Auf bis dato einzigartige Weise hat sich der Betreuerstab bei den Ummendorfer "Allerfröschen" für einige Tage quasi verdoppelt. Zehn junge Frauen aus der türkischen Provinz Ankara absolvierten in der Kita ein Praktikum - und waren im Nu ins Tagesgeschehen mit allem Drum und Dran integriert.

Ummendorf l Als die Bitte ins Haus trudelte, "waren wir zunächst schon sehr skeptisch", gibt Kita-Leiterin Liane Uebrig zu. Zehn Praktikantinnen. Für knapp zwei Wochen. Aus der Türkei. Kaum Deutschkenntnisse. "Da haben wir im Kollegium erst mal geschluckt, weil es auf vielerlei Weise eine sehr ungewöhnliche Idee war", so Uebrig weiter. Aber auch höchst interessant, "und ich bin kein Mensch, der Ungewohntes direkt ablehnt, was sich nun auch als richtig gute Sache entpuppt hat. Wir würden das gern wiederholen."

Bedenken hatte es vor allem wegen der Sprachbarriere gegeben: "Von uns spricht natürlich keiner türkisch, und auch Englisch ist nicht gerade ein Spezialgebiet, weshalb wir uns Sorgen um die Verständigung machten." Grundlos, wie sich schnell herausstellte. "Kommunikation mit Händen und Füßen, eigentlich ganz einfach, wir waren total fasziniert. Die Kinder haben es uns vorgemacht, denn gerade bei den jüngeren spielt die Sprache ja noch eine untergeordnete Rolle", beschreibt Uebrig die muntere Interaktion über die Sprachbarriere hinweg. Zur Not behalf man sich mit schlauen Handy-Apps.

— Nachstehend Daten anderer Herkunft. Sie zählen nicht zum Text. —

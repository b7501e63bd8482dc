// src/lib.rs
//! Line Trails
//!
//! An animated 3D line-trail visualization: particles with a bounded history
//! of positions, kept inside a box around an orbiting camera and drawn with
//! pluggable projection and depth effects. Rendered in software onto an RGBA
//! canvas and presented through wgpu and winit with an imgui control panel.

pub mod app;
pub mod error;
pub mod gfx;
pub mod performance;
pub mod prelude;
pub mod simulation;

// Re-export main types for convenience
pub use app::TrailApp;
pub use error::{Result, TrailError};
pub use simulation::settings::TrailSettings;

/// Creates a trail application with default settings
pub fn default() -> Result<TrailApp> {
    TrailApp::new(TrailSettings::default())
}
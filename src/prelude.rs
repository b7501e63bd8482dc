//! # Line Trails Prelude
//!
//! Commonly used types in one import.
//!
//! ```no_run
//! use linetrails::prelude::*;
//!
//! fn main() -> anyhow::Result<()> {
//!     let settings = TrailSettings::builder().with_line_count(80).build()?;
//!     let mut app = TrailApp::new(settings)?;
//!     app.manager_mut().select_palette(Palette::Rainbow);
//!     app.run()?;
//!     Ok(())
//! }
//! ```

// Core application types
pub use crate::app::TrailApp;
pub use crate::default;
pub use crate::error::{Result, TrailError};

// Simulation
pub use crate::simulation::{
    Line, Parameter, SimulationManager, TrailSettings, TrailSimulation,
};

// Strategies and drawing
pub use crate::gfx::canvas::PixelCanvas;
pub use crate::gfx::depth_effect::DepthEffect;
pub use crate::gfx::palette::{ColorTable, Palette};
pub use crate::gfx::projection::Projector;
pub use crate::gfx::surface::{Color, RenderSurface, StrokeStyle};
pub use crate::gfx::trail_renderer::{Strategies, TrailRenderer};
pub use crate::gfx::vector::{Axis, Vector3, VectorOps};
pub use crate::gfx::OrbitCamera;

// Frame rate
pub use crate::performance::{FrameClock, FrameRate};
//! # Graphics Module
//!
//! Everything between a simulated point in space and a pixel on screen.
//!
//! ## Architecture Overview
//!
//! - **Vectors** ([`vector`]) - `f64` 3-vectors with in-place helpers
//! - **Camera** ([`camera`]) - The orbiting viewpoint the lines are kept around
//! - **Projection** ([`projection`]) - Orthographic and perspective projectors
//! - **Depth Effects** ([`depth_effect`], [`palette`]) - Depth-driven stroke width and colour
//! - **Drawing** ([`surface`], [`canvas`], [`trail_renderer`]) - A 2D drawing surface and the
//!   pass that strokes every trail segment onto it
//! - **Presentation** ([`render_engine`], [`ui`]) - wgpu blit of the canvas plus the imgui panel
//!
//! ## Usage
//!
//! ```no_run
//! use linetrails::gfx::{canvas::PixelCanvas, trail_renderer::{Strategies, TrailRenderer}};
//! use linetrails::gfx::palette::ColorTable;
//! use linetrails::simulation::{TrailSettings, TrailSimulation};
//! use rand::{rngs::StdRng, SeedableRng};
//!
//! let settings = TrailSettings::default();
//! let mut rng = StdRng::seed_from_u64(7);
//! let mut simulation = TrailSimulation::new(&settings, StdRng::seed_from_u64(8));
//! let strategies = Strategies::default();
//! let table = ColorTable::build(strategies.palette, &mut rng);
//! let mut canvas = PixelCanvas::new(settings.screen_width, settings.screen_height)?;
//!
//! simulation.advance();
//! TrailRenderer::new(&settings).draw(&simulation, &strategies, &table, &mut canvas);
//! # Ok::<(), linetrails::TrailError>(())
//! ```

pub mod camera;
pub mod canvas;
pub mod depth_effect;
pub mod palette;
pub mod projection;
pub mod render_engine;
pub mod surface;
pub mod trail_renderer;
pub mod ui;
pub mod vector;

// Re-export commonly used types
pub use camera::OrbitCamera;
pub use render_engine::RenderEngine;
pub use vector::{Axis, Vector3, VectorOps};
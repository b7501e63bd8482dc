//! Dear ImGui integration: input forwarding, frame preparation and drawing
//! on top of the presented canvas.

pub mod panel;

use imgui::{Context, FontConfig, FontSource, MouseCursor};
use imgui_wgpu::{Renderer, RendererConfig};
use imgui_winit_support::{HiDpiMode, WinitPlatform};
use log::{debug, warn};
use std::time::Instant;
use wgpu::{CommandEncoder, Device, Queue, TextureFormat, TextureView};
use winit::{
    event::{Event, WindowEvent},
    window::Window,
};

const FONT_SIZE: f32 = 16.0;

pub struct UiManager {
    context: Context,
    platform: WinitPlatform,
    renderer: Renderer,
    last_frame: Instant,
    last_cursor: Option<MouseCursor>,
}

impl UiManager {
    pub fn new(
        device: &Device,
        queue: &Queue,
        output_color_format: TextureFormat,
        window: &Window,
    ) -> Self {
        let mut context = Context::create();
        context.set_ini_filename(None);

        // Display size is set in physical pixels by the app, so no scaling here
        let mut platform = WinitPlatform::new(&mut context);
        platform.attach_window(context.io_mut(), window, HiDpiMode::Locked(1.0));
        debug!("window scale factor: {}", window.scale_factor());

        context.fonts().add_font(&[FontSource::DefaultFontData {
            config: Some(FontConfig {
                oversample_h: 1,
                pixel_snap_h: true,
                size_pixels: FONT_SIZE,
                ..Default::default()
            }),
        }]);

        let renderer_config = RendererConfig {
            texture_format: output_color_format,
            ..Default::default()
        };
        let renderer = Renderer::new(&mut context, device, queue, renderer_config);

        Self {
            context,
            platform,
            renderer,
            last_frame: Instant::now(),
            last_cursor: None,
        }
    }

    pub fn update_display_size(&mut self, width: u32, height: u32) {
        self.context.io_mut().display_size = [width as f32, height as f32];
    }

    /// Whether the UI currently owns mouse or keyboard input
    pub fn wants_input(&self) -> bool {
        let io = self.context.io();
        io.want_capture_mouse || io.want_capture_keyboard
    }

    /// Forward a window event; returns true if the UI consumed it
    pub fn handle_input<T>(&mut self, window: &Window, event: &Event<T>) -> bool {
        match event {
            Event::WindowEvent {
                event:
                    WindowEvent::CursorMoved { .. }
                    | WindowEvent::MouseInput { .. }
                    | WindowEvent::MouseWheel { .. }
                    | WindowEvent::KeyboardInput { .. }
                    | WindowEvent::ModifiersChanged(_)
                    | WindowEvent::Focused(_),
                ..
            } => {
                self.platform
                    .handle_event(self.context.io_mut(), window, event);
                self.wants_input()
            }
            _ => false,
        }
    }

    /// Build one UI frame and record it into `encoder` over `color_attachment`
    pub fn draw<F>(
        &mut self,
        device: &Device,
        queue: &Queue,
        encoder: &mut CommandEncoder,
        window: &Window,
        color_attachment: &TextureView,
        run_ui: F,
    ) where
        F: FnOnce(&imgui::Ui),
    {
        let now = Instant::now();
        self.context
            .io_mut()
            .update_delta_time(now - self.last_frame);
        self.last_frame = now;

        if let Err(e) = self.platform.prepare_frame(self.context.io_mut(), window) {
            warn!("skipping UI frame: {}", e);
            return;
        }

        let ui = self.context.frame();
        run_ui(ui);

        if self.last_cursor != ui.mouse_cursor() {
            self.last_cursor = ui.mouse_cursor();
            self.platform.prepare_render(ui, window);
        }

        let draw_data = self.context.render();
        // A zero-sized display would produce an invalid scissor rect
        if draw_data.display_size[0] <= 0.0 || draw_data.display_size[1] <= 0.0 {
            return;
        }

        let mut render_pass = encoder.begin_render_pass(&wgpu::RenderPassDescriptor {
            label: Some("imgui_render_pass"),
            color_attachments: &[Some(wgpu::RenderPassColorAttachment {
                view: color_attachment,
                resolve_target: None,
                ops: wgpu::Operations {
                    load: wgpu::LoadOp::Load,
                    store: wgpu::StoreOp::Store,
                },
            })],
            depth_stencil_attachment: None,
            timestamp_writes: None,
            occlusion_query_set: None,
        });

        if let Err(e) = self
            .renderer
            .render(draw_data, queue, device, &mut render_pass)
        {
            warn!("failed to render UI: {:?}", e);
        }
    }
}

Die Leiterin schwärmt weiter: "Die Mädels haben eine absolut positive Ausstrahlung, sind freundlich und hilfsbereit, und man merkt ihnen deutlich an, dass sie Erzieherinnen werden wollen." Denn die mehrtägige Visite bei den Allerfröschen war Teil der Ausbildung von Özlem, Meryem, Hilal, Gülcan, Melek, Asli, Kiraz, Ceren, Fatma und Melike - alle 17 oder 18 Jahre alt und im Rahmen einer Bildungsreise aus dem Landkreis Gölbasi nahe Ankara zu Gast im Trade und Tourism Education Centre Wanzleben. Organisiert wurde diese interkulturelle Begegnung von der Fachakademie des Deutschen Hotel- und Gaststättenverbands Sachsen-Anhalt (Dehoga).

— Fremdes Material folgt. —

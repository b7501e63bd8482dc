//! The trail simulation: lines moving inside a cube that follows the camera.
//!
//! Every tick the camera advances first. Each line then writes its next
//! position into the following history slot, and each axis of that position
//! is reflected back inside the cube `|p - camera| <= max_dist`. A line whose
//! reflection does not converge within [`MAX_CORRECTIONS`] steps is replaced
//! by a fresh line spawned at the camera.

use rand::{rngs::StdRng, Rng};

use super::line::{Line, SPAWN_SPREAD};
use super::settings::TrailSettings;
use crate::gfx::camera::OrbitCamera;
use crate::gfx::vector::{Axis, Vector3, VectorOps};

/// Velocity additions allowed per axis per tick before a line is respawned.
pub const MAX_CORRECTIONS: usize = 10;

/// Owns the camera and the fixed-size set of lines.
pub struct TrailSimulation<R: Rng = StdRng> {
    camera: OrbitCamera,
    lines: Vec<Line>,
    max_dist: f64,
    spawn_spread: f64,
    line_speed: f64,
    history_length: usize,
    rng: R,
    tick_count: u64,
    respawn_count: u64,
}

impl<R: Rng> TrailSimulation<R> {
    /// Spawns `settings.line_count` lines around a fresh camera.
    pub fn new(settings: &TrailSettings, mut rng: R) -> Self {
        let camera = OrbitCamera::from_speed(settings.camera_speed);
        let center = camera.position();
        let spread = spawn_spread(settings.max_dist);
        let lines = (0..settings.line_count)
            .map(|_| {
                Line::spawn(
                    center,
                    spread,
                    settings.line_speed,
                    settings.history_length,
                    &mut rng,
                )
            })
            .collect();

        Self::from_parts(camera, lines, settings, rng)
    }

    /// Assembles a simulation from an explicit camera and line set.
    pub fn from_parts(
        camera: OrbitCamera,
        lines: Vec<Line>,
        settings: &TrailSettings,
        rng: R,
    ) -> Self {
        Self {
            camera,
            lines,
            max_dist: settings.max_dist,
            spawn_spread: spawn_spread(settings.max_dist),
            line_speed: settings.line_speed,
            history_length: settings.history_length,
            rng,
            tick_count: 0,
            respawn_count: 0,
        }
    }

    pub fn camera(&self) -> &OrbitCamera {
        &self.camera
    }

    pub fn camera_position(&self) -> Vector3 {
        self.camera.position()
    }

    pub fn lines(&self) -> &[Line] {
        &self.lines
    }

    pub fn max_dist(&self) -> f64 {
        self.max_dist
    }

    pub fn tick_count(&self) -> u64 {
        self.tick_count
    }

    /// Lines replaced after failing containment since construction.
    pub fn respawn_count(&self) -> u64 {
        self.respawn_count
    }

    /// Advances the camera and every line by one tick.
    pub fn advance(&mut self) {
        self.camera.advance();
        let center = self.camera.position();

        for line in &mut self.lines {
            if !step_line(line, &center, self.max_dist) {
                *line = Line::spawn(
                    center,
                    self.spawn_spread,
                    self.line_speed,
                    self.history_length,
                    &mut self.rng,
                );
                self.respawn_count += 1;
            }
        }

        self.tick_count += 1;
    }
}

/// Spawn spread for a cube of half-width `max_dist`, so fresh lines start inside it.
fn spawn_spread(max_dist: f64) -> f64 {
    SPAWN_SPREAD.min(max_dist)
}

/// Moves `line` one step and contains it. Returns `false` if containment
/// failed and the line has to be respawned.
fn step_line(line: &mut Line, center: &Vector3, max_dist: f64) -> bool {
    let previous = line.current();
    let mut velocity = line.velocity;

    let next = line.advance();
    next.assign(&previous);
    next.add(&velocity);

    let contained = Axis::ALL
        .into_iter()
        .all(|axis| reflect(axis, next, &mut velocity, center, max_dist));

    line.velocity = velocity;
    contained
}

/// Reflects one axis of `position` back into `|p - center| <= max_dist`.
///
/// If the axis is outside, its velocity component is flipped and added to
/// the position until it is inside again, at most [`MAX_CORRECTIONS`] times.
/// Returns `false` if the position is still outside after that.
pub fn reflect(
    axis: Axis,
    position: &mut Vector3,
    velocity: &mut Vector3,
    center: &Vector3,
    max_dist: f64,
) -> bool {
    let c = axis.get(center);
    let outside = |p: f64| (p - c).abs() > max_dist;

    if !outside(axis.get(position)) {
        return true;
    }

    let v = axis.get_mut(velocity);
    *v = -*v;
    let v = *v;

    let p = axis.get_mut(position);
    for _ in 0..MAX_CORRECTIONS {
        *p += v;
        if !outside(*p) {
            return true;
        }
    }
    false
}

#[cfg(test)]
mod tests {
    use super::*;
    use rand::SeedableRng;

    fn still_camera() -> OrbitCamera {
        OrbitCamera::new(0.0)
    }

    fn single_line_sim(position: Vector3, velocity: Vector3, max_dist: f64) -> TrailSimulation {
        let settings = TrailSettings::builder()
            .with_line_count(1)
            .with_history_length(5)
            .with_max_dist(max_dist)
            .build()
            .unwrap();
        let line = Line::new(position, velocity, settings.history_length);
        TrailSimulation::from_parts(
            still_camera(),
            vec![line],
            &settings,
            StdRng::seed_from_u64(1),
        )
    }

    fn assert_contained(sim: &TrailSimulation) {
        let cp = sim.camera_position();
        for line in sim.lines() {
            let p = line.current();
            for axis in Axis::ALL {
                assert!(
                    (axis.get(&p) - axis.get(&cp)).abs() <= sim.max_dist(),
                    "{:?} escaped on {:?}",
                    p,
                    axis
                );
            }
        }
    }

    #[test]
    fn test_new_spawns_line_count_lines() {
        let settings = TrailSettings::default();
        let sim = TrailSimulation::new(&settings, StdRng::seed_from_u64(3));
        assert_eq!(sim.lines().len(), 50);
        assert!(sim.lines().iter().all(|l| l.capacity() == 50));
        assert_contained(&sim);
    }

    #[test]
    fn test_lines_stay_contained_or_respawn() {
        let settings = TrailSettings::builder()
            .with_line_count(20)
            .with_history_length(8)
            .build()
            .unwrap();
        let mut sim = TrailSimulation::new(&settings, StdRng::seed_from_u64(11));

        for _ in 0..2000 {
            sim.advance();
            assert_contained(&sim);
            assert_eq!(sim.lines().len(), 20);
            assert!(sim.lines().iter().all(|l| l.capacity() == 8));
        }
        assert_eq!(sim.tick_count(), 2000);
    }

    #[test]
    fn test_fast_lines_stay_contained_or_respawn() {
        let settings = TrailSettings::builder()
            .with_line_count(10)
            .with_max_dist(120.0)
            .with_line_speed(300.0)
            .with_camera_speed(500.0)
            .build()
            .unwrap();
        let mut sim = TrailSimulation::new(&settings, StdRng::seed_from_u64(5));

        for _ in 0..500 {
            sim.advance();
            assert_contained(&sim);
        }
    }

    #[test]
    fn test_respawns_stay_inside_small_cube() {
        let settings = TrailSettings::builder()
            .with_line_count(50)
            .with_max_dist(50.0)
            .with_line_speed(80.0)
            .build()
            .unwrap();
        let mut sim = TrailSimulation::new(&settings, StdRng::seed_from_u64(1));
        assert_contained(&sim);

        for _ in 0..200 {
            sim.advance();
            assert_contained(&sim);
        }
    }

    #[test]
    fn test_every_respawn_lands_inside_small_cube() {
        let settings = TrailSettings::builder()
            .with_line_count(40)
            .with_history_length(3)
            .with_max_dist(20.0)
            .build()
            .unwrap();
        let camera = still_camera();
        let far = camera.position() + Vector3::new(500.0, -500.0, 500.0);
        let lines = (0..40)
            .map(|_| Line::new(far, Vector3::new(0.0, 0.0, 0.0), 3))
            .collect();
        let mut sim =
            TrailSimulation::from_parts(camera, lines, &settings, StdRng::seed_from_u64(1));

        sim.advance();
        assert_eq!(sim.respawn_count(), 40);
        assert_contained(&sim);
    }

    #[test]
    fn test_respawns_stay_inside_cube_near_spawn_spread() {
        for max_dist in [SPAWN_SPREAD - 1.0, SPAWN_SPREAD, SPAWN_SPREAD + 1.0] {
            let settings = TrailSettings::builder()
                .with_line_count(30)
                .with_max_dist(max_dist)
                .with_line_speed(250.0)
                .with_camera_speed(500.0)
                .build()
                .unwrap();
            let mut sim = TrailSimulation::new(&settings, StdRng::seed_from_u64(17));

            for _ in 0..300 {
                sim.advance();
                assert_contained(&sim);
            }
        }
    }

    #[test]
    fn test_velocity_flips_only_on_escaping_axis() {
        // Camera sits at (1000, 0, 0)
        let mut sim = single_line_sim(
            Vector3::new(1395.0, 0.0, 0.0),
            Vector3::new(10.0, 3.0, -2.0),
            400.0,
        );
        sim.advance();

        let line = &sim.lines()[0];
        assert_eq!(line.velocity, Vector3::new(-10.0, 3.0, -2.0));
        assert_eq!(line.current(), Vector3::new(1395.0, 3.0, -2.0));
        assert_eq!(sim.respawn_count(), 0);
    }

    #[test]
    fn test_velocity_unchanged_inside_bounds() {
        let mut sim = single_line_sim(
            Vector3::new(1000.0, 0.0, 0.0),
            Vector3::new(10.0, -3.0, 2.0),
            400.0,
        );
        for _ in 0..10 {
            sim.advance();
        }

        let line = &sim.lines()[0];
        assert_eq!(line.velocity, Vector3::new(10.0, -3.0, 2.0));
        assert_eq!(line.current(), Vector3::new(1100.0, -30.0, 20.0));
    }

    #[test]
    fn test_reflect_converges_within_correction_limit() {
        let center = Vector3::new(0.0, 0.0, 0.0);
        // 485 + 10 = 495, then ten steps of -10 reach 395
        let mut position = Vector3::new(495.0, 0.0, 0.0);
        let mut velocity = Vector3::new(10.0, 0.0, 0.0);

        assert!(reflect(Axis::X, &mut position, &mut velocity, &center, 400.0));
        assert_eq!(position.x, 395.0);
        assert_eq!(velocity.x, -10.0);
    }

    #[test]
    fn test_reflect_gives_up_after_correction_limit() {
        let center = Vector3::new(0.0, 0.0, 0.0);
        // Needs eleven steps of -10 to get back inside
        let mut position = Vector3::new(505.0, 0.0, 0.0);
        let mut velocity = Vector3::new(10.0, 0.0, 0.0);

        assert!(!reflect(Axis::X, &mut position, &mut velocity, &center, 400.0));
        assert_eq!(position.x, 505.0 - 10.0 * MAX_CORRECTIONS as f64);
    }

    #[test]
    fn test_divergent_line_is_respawned_at_camera() {
        // Far outside and moving further away after the flip
        let mut sim = single_line_sim(
            Vector3::new(3000.0, 0.0, 0.0),
            Vector3::new(-10.0, 0.0, 0.0),
            400.0,
        );
        sim.advance();

        assert_eq!(sim.respawn_count(), 1);
        let line = &sim.lines()[0];
        assert_eq!(line.capacity(), 5);
        let spawn = line.current();
        assert!(line.history().iter().all(|p| *p == spawn));
        assert_contained(&sim);
    }

    #[test]
    fn test_zero_velocity_outside_bounds_respawns() {
        let mut sim = single_line_sim(
            Vector3::new(0.0, 0.0, 0.0),
            Vector3::new(0.0, 0.0, 0.0),
            400.0,
        );
        sim.advance();
        assert_eq!(sim.respawn_count(), 1);
        assert_contained(&sim);
    }

    #[test]
    fn test_single_still_line_end_to_end() {
        let settings = TrailSettings::builder()
            .with_line_count(1)
            .with_history_length(3)
            .with_max_dist(2000.0)
            .build()
            .unwrap();
        let p0 = Vector3::new(0.0, 0.0, 0.0);
        let line = Line::new(p0, Vector3::new(0.0, 0.0, 0.0), settings.history_length);
        let mut sim = TrailSimulation::from_parts(
            OrbitCamera::from_speed(settings.camera_speed),
            vec![line],
            &settings,
            StdRng::seed_from_u64(9),
        );

        sim.advance();

        let line = &sim.lines()[0];
        assert_eq!(line.history(), &[p0, p0, p0]);
        assert_eq!(line.cursor(), 1);
        assert_eq!(sim.respawn_count(), 0);
    }
}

Im Kindergarten waren die zehn Kurzzeit-Erzieherinnen sofort mittendrin im Geschehen. "Was auch daran lag, dass sie sehr eigenständig und geschickt mitgearbeitet haben, sei es beim Spielen mit den Kindern, beim Aufräumen oder beim Küchendienst", lobt Liane Uebrig. "Sie haben bei allen Aktivitäten geholfen, auch bei der Vorbereitung auf die Einweihung unserer neuen Kletteranlage oder bei der Brandschutzübung mit der Feuerwehr, sie haben mit uns gesungen und getanzt, und wir haben auch über die Unterschiede in den Nationalitäten gesprochen, Flaggen gemalt und Handpuppen gebastelt."

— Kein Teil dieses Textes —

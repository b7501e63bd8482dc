//! A single moving line: velocity plus a fixed-capacity ring of past positions.

use std::f64::consts::PI;

use rand::Rng;

use crate::gfx::vector::Vector3;

/// Default half-width of the cube around the spawn centre that new lines
/// appear in. Simulations shrink it to their `max_dist` when that is smaller.
pub const SPAWN_SPREAD: f64 = 100.0;

/// A simulated particle with a bounded position-history trail.
///
/// The buffer length never changes after construction. `cursor` always
/// indexes the most recently written slot.
#[derive(Clone, Debug, PartialEq)]
pub struct Line {
    history: Vec<Vector3>,
    cursor: usize,
    pub velocity: Vector3,
}

impl Line {
    /// Creates a line with every history slot at `position`.
    ///
    /// # Panics
    ///
    /// Panics if `history_length` is zero.
    pub fn new(position: Vector3, velocity: Vector3, history_length: usize) -> Self {
        assert!(history_length > 0, "history buffer needs at least one slot");
        Self {
            history: vec![position; history_length],
            cursor: 0,
            velocity,
        }
    }

    /// Spawns a line within `spread` of `center` on every axis, moving at
    /// `speed` in a random direction.
    ///
    /// The direction comes from uniform `theta` in `[0, 2π)` and `phi` in
    /// `[0, π)` fed through the spherical parameterization below. This is not
    /// uniform on the sphere (it favours the poles) and the motion's look
    /// depends on that.
    ///
    /// # Panics
    ///
    /// Panics if `spread` is not positive or `history_length` is zero.
    pub fn spawn<R: Rng>(
        center: Vector3,
        spread: f64,
        speed: f64,
        history_length: usize,
        rng: &mut R,
    ) -> Self {
        let mut offset = || rng.random_range(-spread..spread);
        let position = Vector3::new(center.x + offset(), center.y + offset(), center.z + offset());

        let theta = rng.random_range(0.0..2.0 * PI);
        let phi = rng.random_range(0.0..PI);
        let velocity = Vector3::new(
            speed * theta.sin() * phi.cos(),
            speed * theta.sin() * phi.sin(),
            speed * theta.cos(),
        );

        Self::new(position, velocity, history_length)
    }

    #[inline]
    pub fn capacity(&self) -> usize {
        self.history.len()
    }

    #[inline]
    pub fn cursor(&self) -> usize {
        self.cursor
    }

    pub fn history(&self) -> &[Vector3] {
        &self.history
    }

    /// The most recently written position.
    pub fn current(&self) -> Vector3 {
        self.history[self.cursor]
    }

    /// Moves the cursor one slot forward and hands out that slot for overwriting.
    pub fn advance(&mut self) -> &mut Vector3 {
        self.cursor = self.successor_index(self.cursor);
        &mut self.history[self.cursor]
    }

    #[inline]
    pub fn successor_index(&self, index: usize) -> usize {
        (index + 1) % self.history.len()
    }

    /// Consecutive `(older, newer)` position pairs, oldest first, ending at
    /// the current position.
    pub fn segments(&self) -> Segments<'_> {
        Segments {
            line: self,
            index: self.successor_index(self.cursor),
        }
    }
}

/// Iterator over a line's trail segments. See [`Line::segments`].
pub struct Segments<'a> {
    line: &'a Line,
    index: usize,
}

impl<'a> Iterator for Segments<'a> {
    type Item = (&'a Vector3, &'a Vector3);

    fn next(&mut self) -> Option<Self::Item> {
        if self.index == self.line.cursor {
            return None;
        }
        let next = self.line.successor_index(self.index);
        let segment = (&self.line.history[self.index], &self.line.history[next]);
        self.index = next;
        Some(segment)
    }
}

#[cfg(test)]
mod tests {
    use super::*;
    use crate::gfx::vector::VectorOps;
    use rand::{rngs::StdRng, SeedableRng};

    #[test]
    fn test_spawn_fills_history_with_spawn_position() {
        let mut rng = StdRng::seed_from_u64(7);
        let center = Vector3::new(1000.0, 0.0, 0.0);
        let line = Line::spawn(center, SPAWN_SPREAD, 20.0, 50, &mut rng);

        assert_eq!(line.capacity(), 50);
        let first = line.history()[0];
        assert!(line.history().iter().all(|p| *p == first));
        assert_eq!(line.current(), first);

        // Zero-length trail: every segment starts and ends at the same point
        assert!(line.segments().all(|(a, b)| a == b));
    }

    #[test]
    fn test_spawn_position_and_speed() {
        let mut rng = StdRng::seed_from_u64(42);
        let center = Vector3::new(10.0, -20.0, 30.0);
        for _ in 0..200 {
            let line = Line::spawn(center, SPAWN_SPREAD, 20.0, 4, &mut rng);
            let p = line.current();
            assert!((p.x - center.x).abs() <= SPAWN_SPREAD);
            assert!((p.y - center.y).abs() <= SPAWN_SPREAD);
            assert!((p.z - center.z).abs() <= SPAWN_SPREAD);

            let speed = line.velocity.distance_to(&Vector3::new(0.0, 0.0, 0.0));
            assert!((speed - 20.0).abs() < 1e-9);
        }
    }

    #[test]
    fn test_spawn_respects_narrow_spread() {
        let mut rng = StdRng::seed_from_u64(9);
        let center = Vector3::new(1000.0, 0.0, 0.0);
        for _ in 0..200 {
            let p = Line::spawn(center, 5.0, 20.0, 4, &mut rng).current();
            assert!((p.x - center.x).abs() <= 5.0);
            assert!((p.y - center.y).abs() <= 5.0);
            assert!((p.z - center.z).abs() <= 5.0);
        }
    }

    #[test]
    fn test_advance_wraps() {
        let mut line = Line::new(Vector3::new(0.0, 0.0, 0.0), Vector3::new(1.0, 0.0, 0.0), 3);
        assert_eq!(line.cursor(), 0);

        line.advance().x = 1.0;
        assert_eq!(line.cursor(), 1);
        line.advance().x = 2.0;
        assert_eq!(line.cursor(), 2);
        line.advance().x = 3.0;
        assert_eq!(line.cursor(), 0);

        assert_eq!(line.current().x, 3.0);
        assert_eq!(line.successor_index(2), 0);
    }

    #[test]
    fn test_segments_walk_oldest_to_newest() {
        let mut line = Line::new(Vector3::new(0.0, 0.0, 0.0), Vector3::new(0.0, 0.0, 0.0), 4);
        for x in 1..=5 {
            line.advance().x = x as f64;
        }
        // Slots now hold [4, 5, 2, 3] with the cursor on 5
        let xs: Vec<(f64, f64)> = line.segments().map(|(a, b)| (a.x, b.x)).collect();
        assert_eq!(xs, vec![(2.0, 3.0), (3.0, 4.0), (4.0, 5.0)]);
    }

    #[test]
    fn test_single_slot_line_has_no_segments() {
        let line = Line::new(Vector3::new(1.0, 2.0, 3.0), Vector3::new(0.0, 0.0, 0.0), 1);
        assert_eq!(line.segments().count(), 0);
    }
}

Größter Beliebtheit erfreute sich die unermüdliche Frisurenspielerei der Gäste. "Sie haben uns immer schöne Flechtehaare gemacht", wusste die Josefine (6) zu berichten, als es langsam ans traurige Abschiednehmen ging. Liane Uebrig bestätigt: "Mit einer Riesengeduld und immer neuen Einfällen haben sie gekämmt und geflochten, die Kinder haben ihre tollen Frisuren sogar über Nacht behalten."